Currently, the main pseudoconstitutional questions being asked are: Can Diana be crowned Queen if she and Charles are living apart; and shouldn’t Charles give up the throne in favor of his elder son, William? The directors of public life have in the meantime changed. Rupert Murdoch’s Times is much less influential, the Prime Minister is an easygoing loyalist, and the Archbishop of Canterbury is a member of the happy-clappy persuasion. With the Palace having lost the knack of setting the agenda itself, a loose crew of tabloid editors, opinion pollsters, and royal experts has taken over. So Charles is being and will continue to be tried in some informal court of morals and popularity. No matter that he is the legitimate heir to the throne, that he is still of sound mind, and that he has been trained all his life to assume the function of monarch. How will this stack up against the fact that he two-timed the most popular woman in Britain?

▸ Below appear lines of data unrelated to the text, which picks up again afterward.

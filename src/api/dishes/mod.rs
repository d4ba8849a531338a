//! Dish API 模块

mod handler;

use axum::{
    Router,
    routing::{get, post},
};

use crate::core::ServerState;

pub fn router() -> Router<ServerState> {
    Router::new().nest("/api/dishes", routes())
}

fn routes() -> Router<ServerState> {
    Router::new()
        .route("/", post(handler::create).delete(handler::batch_delete))
        .route("/page", get(handler::page))
        .route("/{id}", get(handler::get_by_id).put(handler::update))
        .route("/{id}/status/{on_sale}", post(handler::set_status))
}
#![cfg(target_os = "linux")]
mod linux;
mod netdev;
mod sockets;

pub use netdev::NetDevice;
pub use sockets::{Addr, BoundSocket, Socket};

And then, on top of all this domestic drama, there is the question of money. This arose with a vengeful suddenness in the wake of the Windsor Castle fire. Normally, a good blaze plays in a predictable fashion, producing a sort of subdued Rei
chstag effect. (One could even imagine a junior Royal torching the castle to reattract public sympathy.) But this time the opposite occurred. Peter Brooke, Secretary of State for National Heritage, no doubt imagined he was being a loyal minister and an uncontroversial citizen when he announced the next day in the House of Commons that the state would pick up the estimated £60 million tab for restoring “this most precious and well-loved part of our national heritage.” Buckingham Palace confirmed that the Queen herself would pay only for the repair of damaged artifacts from her private collection—which seemed to come in at a few carpets and chandeliers, plus various items dented by the firemen. Both sides agreed that the financial position was clear. Windsor Castle belonged not to the Queen as a private individual but to the Crown; therefore, the Crown, meaning the state, meaning the taxpayer, would have to fork out.